Kendati, ia selalu menemukan dirinya terbangun sendirian. Ditonton oleh benda-benda yang tak dapat bersua dalam memberi semangat selama ia terjaga setiap malam hanya untuk menumpah tangis kesedihan. Berkat tingkah lelakinya yang tidak pernah lagi menaruh badan di sebelah tempatnya berbaring. Oleh sebab lelakinya tidak pernah lagi ia pergoki masuk kamar meski hanya berganti pakaian.

Cenung dan kosong adalah santapan tak asing yang secara ajaib membuat Mikaela dahaga dan lapar. Saking laparnya, tubuh Mikaela tergerogoti sampai tak terawat. Saking hausnya, rona cerah pada wajah Mikaela tersedot habis hingga kerontang dan kusam. Pantulan cermin sangat rindu untuk Mikaela jenguk―karena Mikaela sudah berhenti berkaca, sadar bahwa dirinya sudah tidak menarik lagi untuk ditatap.

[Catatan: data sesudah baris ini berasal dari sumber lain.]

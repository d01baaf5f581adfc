//! Folds per-pane status reports into a [`JobResult`].

use std::time::Duration;

use tokio::time::Instant;
use tracing::debug;

use squadron_core::job::unix_millis;
use squadron_core::{
    AgentOutcome, AttemptOutcome, ExecutionAttempt, ExecutionPlan, FailureKind, JobResult,
    PaneStatus, TaskId,
};

use crate::agent::command::parse_output;

struct PaneRecord {
    agent_name: String,
    status: PaneStatus,
    timed_out: bool,
    finished: Option<(Instant, u64)>,
}

/// Collects pane statuses for one session.
///
/// The first terminal status reported for a pane wins; later reports for the
/// same pane are ignored.
pub struct PaneStatusFolder {
    task_id: TaskId,
    started: Instant,
    started_at_ms: u64,
    panes: Vec<PaneRecord>,
}

impl PaneStatusFolder {
    pub fn new(plan: &ExecutionPlan) -> Self {
        Self {
            task_id: plan.task_id.clone(),
            started: Instant::now(),
            started_at_ms: unix_millis(),
            panes: plan
                .panes
                .iter()
                .map(|p| PaneRecord {
                    agent_name: p.agent_name.clone(),
                    status: PaneStatus::Pending,
                    timed_out: false,
                    finished: None,
                })
                .collect(),
        }
    }

    /// Record one report. Returns `true` if it settled the pane.
    pub fn record(&mut self, pane: usize, status: PaneStatus) -> bool {
        let Some(record) = self.panes.get_mut(pane) else {
            debug!(pane, "Status for unknown pane ignored");
            return false;
        };
        if record.status.is_terminal() || !status.is_terminal() {
            return false;
        }
        record.status = status;
        record.finished = Some((Instant::now(), unix_millis()));
        true
    }

    /// Record a full poll result, indexed by pane.
    pub fn record_all(&mut self, statuses: Vec<PaneStatus>) {
        for (pane, status) in statuses.into_iter().enumerate() {
            self.record(pane, status);
        }
    }

    pub fn pending(&self) -> usize {
        self.panes
            .iter()
            .filter(|p| !p.status.is_terminal())
            .count()
    }

    pub fn is_complete(&self) -> bool {
        self.pending() == 0
    }

    /// Fail every pane still pending as timed out.
    pub fn expire(&mut self, after: Duration) {
        let now = (Instant::now(), unix_millis());
        for record in self.panes.iter_mut().filter(|p| !p.status.is_terminal()) {
            record.status = PaneStatus::Failed {
                exit_code: None,
                message: format!("Session timed out after {}s", after.as_secs()),
            };
            record.timed_out = true;
            record.finished = Some(now);
        }
    }

    pub fn finish(self) -> JobResult {
        let started = self.started;
        let started_at_ms = self.started_at_ms;
        let per_agent = self
            .panes
            .into_iter()
            .map(|record| {
                let (finished_at, ended_at_ms) =
                    record.finished.unwrap_or_else(|| (Instant::now(), unix_millis()));
                let outcome = match record.status {
                    PaneStatus::Succeeded { output } => AttemptOutcome::Success {
                        result: parse_output(&output),
                    },
                    PaneStatus::Failed { exit_code, message } => AttemptOutcome::Failure {
                        kind: if record.timed_out {
                            FailureKind::Timeout
                        } else {
                            FailureKind::Failed
                        },
                        message: match exit_code {
                            Some(code) => format!("exit code {code}: {message}"),
                            None => message,
                        },
                    },
                    PaneStatus::Pending => AttemptOutcome::Failure {
                        kind: FailureKind::Aborted,
                        message: "Pane never reported a result".to_string(),
                    },
                };
                let attempt = ExecutionAttempt {
                    attempt: 0,
                    started_at_ms,
                    ended_at_ms,
                    backoff_ms: 0,
                    outcome,
                };
                AgentOutcome::from_history(
                    record.agent_name,
                    vec![attempt],
                    finished_at.saturating_duration_since(started),
                    (FailureKind::Aborted, String::new()),
                )
            })
            .collect();
        JobResult::from_outcomes(self.task_id, per_agent, started.elapsed())
    }
}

Tanpa memperhatikan bagaimana kacau penampilannya sekarang, Mikaela keluar kamar, mendapati anak kembarnya tengah bermain di lantai, duduk membungkuk, rukun bekerja sama memasangkan potongan bongkar pasang.

Remah-remah sereal mengotori sebagian marmer. Kotak penganan instan, mangkuk-mangkuk serta sendok yang tidak lagi polos dan kemasan susu kosong yang tergeletak rebah, terhampar di atas permukaan meja. Sepertinya Mikaela sudah terlambat membuat sarapan.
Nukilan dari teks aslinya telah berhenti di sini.